I haven't needed one thing lubed in almost 3 years of ownership? Even the free LOF, all 4 of them were really just an OF:uhh:


----------



## Philb (Jun 18, 2016)

I use 3-in-one Lock Dry Lube for the locks and ignition. Label claims: penetrates & lubricates, won't attract dirt, anti-corrosive.


For everything else it's Blaster Industrial Strength Silicone Spray Lubricant. Label claims: non-staining lubricant eliminates squeaking and binding and extends the life of metal, plastic, wood, rubber vinyl and leather. If these weren't available I would buy an equivalent.
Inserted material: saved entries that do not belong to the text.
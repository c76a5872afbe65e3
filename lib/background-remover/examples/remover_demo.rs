use anyhow::{Context, Result};
use background_remover::BackgroundRemover;
use image::{Rgba, RgbaImage};
use std::{fs, path::PathBuf, time::Instant};

fn main() -> Result<()> {
    env_logger::Builder::from_env(env_logger::Env::default().default_filter_or("debug")).init();

    let output_dir = PathBuf::from("./output");
    if !output_dir.exists() {
        fs::create_dir(&output_dir)?;
    }

    // green screen with a red disc in the middle
    let img = RgbaImage::from_fn(640, 480, |x, y| {
        let (dx, dy) = (x as i64 - 320, y as i64 - 240);
        if dx * dx + dy * dy < 150 * 150 {
            Rgba([200, 30, 30, 255])
        } else {
            Rgba([20, (200 + (x % 20)) as u8, 40, 255])
        }
    });
    log::info!("Image size: {}x{}", img.width(), img.height());

    for tolerance in [0, 10, 30, 60, 100] {
        let remover = BackgroundRemover::new().with_tolerance(tolerance);

        let start = Instant::now();
        let (result, mask) = remover.remove_with_mask(&img)?;
        log::info!("Tolerance {tolerance}: remove background spent {:?}", start.elapsed());

        let output_path = output_dir.join(format!("chroma_key_{tolerance}.png"));
        result
            .save(&output_path)
            .with_context(|| output_path.to_string_lossy().to_string())?;
        log::info!("Saving result to: {:?}", output_path);

        let mask_path = output_dir.join(format!("mask_{tolerance}.png"));
        mask.save(&mask_path)?;
        log::info!("Saving mask to: {:?}", mask_path);
    }

    Ok(())
}
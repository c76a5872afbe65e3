use anyhow::{Context, Result, bail};
use std::{path::PathBuf, str::FromStr};

/// One editor operation, as issued by a front end or a script line.
#[derive(Debug, Clone, PartialEq, Eq)]
pub enum Command {
    Load(PathBuf),
    /// A missing side is derived from the aspect ratio when locking is on
    Resize {
        width: Option<u32>,
        height: Option<u32>,
    },
    /// Falls back to the configured tolerance
    RemoveBackground(Option<u8>),
    RestoreBackground,
    /// Falls back to the configured output directory
    Export(Option<PathBuf>),
    Reset,
    Tolerance(u8),
    Quality(u8),
    Aspect(bool),
    Transparency(bool),
    Info,
}

impl Command {
    /// Parse a script line. Blank lines and `#` comments yield `None`.
    pub fn parse_line(line: &str) -> Result<Option<Self>> {
        let line = line.trim();
        if line.is_empty() || line.starts_with('#') {
            return Ok(None);
        }

        line.parse().map(Some)
    }
}

impl FromStr for Command {
    type Err = anyhow::Error;

    fn from_str(s: &str) -> Result<Self> {
        let mut tokens = s.split_whitespace();
        let Some(name) = tokens.next() else {
            bail!("empty command");
        };
        let args = tokens.collect::<Vec<_>>();

        let command = match (name.to_lowercase().as_str(), args.as_slice()) {
            ("load" | "open", [path]) => Command::Load(PathBuf::from(*path)),
            ("resize", [width]) => Command::Resize {
                width: parse_side(width)?,
                height: None,
            },
            ("resize", [width, height]) => Command::Resize {
                width: parse_side(width)?,
                height: parse_side(height)?,
            },
            ("remove-background" | "remove", []) => Command::RemoveBackground(None),
            ("remove-background" | "remove", [tolerance]) => {
                Command::RemoveBackground(Some(parse_percent(tolerance)?))
            }
            ("restore-background" | "restore", []) => Command::RestoreBackground,
            ("export" | "save", []) => Command::Export(None),
            ("export" | "save", [dir]) => Command::Export(Some(PathBuf::from(*dir))),
            ("reset", []) => Command::Reset,
            ("tolerance", [value]) => Command::Tolerance(parse_percent(value)?),
            ("quality", [value]) => Command::Quality(parse_percent(value)?),
            ("aspect", [value]) => Command::Aspect(parse_switch(value)?),
            ("transparency", [value]) => Command::Transparency(parse_switch(value)?),
            ("info", []) => Command::Info,
            (name, args) => bail!("unknown command or wrong arguments: {name} {}", args.join(" ")),
        };

        Ok(command)
    }
}

// `auto` or `_` leaves the side to the aspect ratio
fn parse_side(token: &str) -> Result<Option<u32>> {
    if token == "auto" || token == "_" {
        return Ok(None);
    }

    token
        .parse::<u32>()
        .map(Some)
        .with_context(|| format!("invalid dimension: {token}"))
}

fn parse_percent(token: &str) -> Result<u8> {
    let value = token
        .trim_end_matches('%')
        .parse::<u8>()
        .with_context(|| format!("invalid percentage: {token}"))?;

    if value > 100 {
        bail!("percentage out of range: {value}");
    }

    Ok(value)
}

fn parse_switch(token: &str) -> Result<bool> {
    match token.to_lowercase().as_str() {
        "on" | "true" | "yes" | "1" => Ok(true),
        "off" | "false" | "no" | "0" => Ok(false),
        _ => bail!("expected on/off, got {token}"),
    }
}

#[cfg(test)]
mod tests {
    use super::*;

    #[test]
    fn test_parse_commands() -> Result<()> {
        assert_eq!("load a.png".parse::<Command>()?, Command::Load("a.png".into()));
        assert_eq!(
            "resize 100 50".parse::<Command>()?,
            Command::Resize {
                width: Some(100),
                height: Some(50)
            }
        );
        assert_eq!(
            "resize 100".parse::<Command>()?,
            Command::Resize {
                width: Some(100),
                height: None
            }
        );
        assert_eq!(
            "resize auto 80".parse::<Command>()?,
            Command::Resize {
                width: None,
                height: Some(80)
            }
        );
        assert_eq!("remove-background".parse::<Command>()?, Command::RemoveBackground(None));
        assert_eq!("remove 45".parse::<Command>()?, Command::RemoveBackground(Some(45)));
        assert_eq!("restore".parse::<Command>()?, Command::RestoreBackground);
        assert_eq!("export out".parse::<Command>()?, Command::Export(Some("out".into())));
        assert_eq!("EXPORT".parse::<Command>()?, Command::Export(None));
        assert_eq!("reset".parse::<Command>()?, Command::Reset);
        assert_eq!("tolerance 0".parse::<Command>()?, Command::Tolerance(0));
        assert_eq!("quality 75%".parse::<Command>()?, Command::Quality(75));
        assert_eq!("aspect on".parse::<Command>()?, Command::Aspect(true));
        assert_eq!("transparency off".parse::<Command>()?, Command::Transparency(false));
        assert_eq!("info".parse::<Command>()?, Command::Info);
        Ok(())
    }

    #[test]
    fn test_parse_rejects_bad_input() {
        for line in [
            "",
            "frobnicate",
            "load",
            "load a b",
            "resize",
            "resize -3 4",
            "resize ten 4",
            "tolerance 101",
            "quality 300",
            "aspect maybe",
            "reset now",
        ] {
            assert!(line.parse::<Command>().is_err(), "{line}");
        }
    }

    #[test]
    fn test_parse_line_skips_comments() -> Result<()> {
        assert_eq!(Command::parse_line("   ")?, None);
        assert_eq!(Command::parse_line("# resize 1 1")?, None);
        assert_eq!(Command::parse_line("  reset  ")?, Some(Command::Reset));
        Ok(())
    }
}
Whether these meet the GM requirements or not the label doesn't specify I just know they work.


----------



## pandrad61 (Jul 8, 2015)

Dielectric great on door seals or gm stuff, doors look to be lithium grease on the mechanism... I used some of my gun oil on them... It was around and prevents rust on old guns figured it would be fine on the cruze


----------



## dandan688 (Nov 29, 2015)

Yeah but what about the hood and its components? Can I use the multipurpose lubricant for that stuff as well because it says "lubricant meeting requirements of NLGI #2, Category LB or GC-LB" or do I need to buy the lubriplate lubricant aerosol that it recommends?


----------



## Philb (Jun 18, 2016)

dandan688 said:


> Yeah but what about the hood and its components? Can I use the multipurpose lubricant for that stuff as well because it says "lubricant meeting requirements of NLGI #2, Category LB or GC-LB" or do I need to buy the lubricant aerosol that it recommends?


I can only tell what I would use. If a silicone spay or other lubricant/protectant is specifically listed as being safe for metal, rubber seals, plastic, etc. I will use it. Unless the manufacturer's recommended product has some special properties I'm not aware of I doubt it's any better than a name brand lubricant available at any auto parts store. I take care to use the proper lubricant on each component.


----------



## dandan688 (Nov 29, 2015)

Okay.
Can someone explain to me what the hood latch, secondary latch, pivots, spring anchor, and release pawl are in the front of the vehicle?


----------



## Philb (Jun 18, 2016)

dandan688 said:


> Okay.
> Can someone explain to me what the hood latch, secondary latch, pivots, spring anchor, and release pawl are in the front of the vehicle?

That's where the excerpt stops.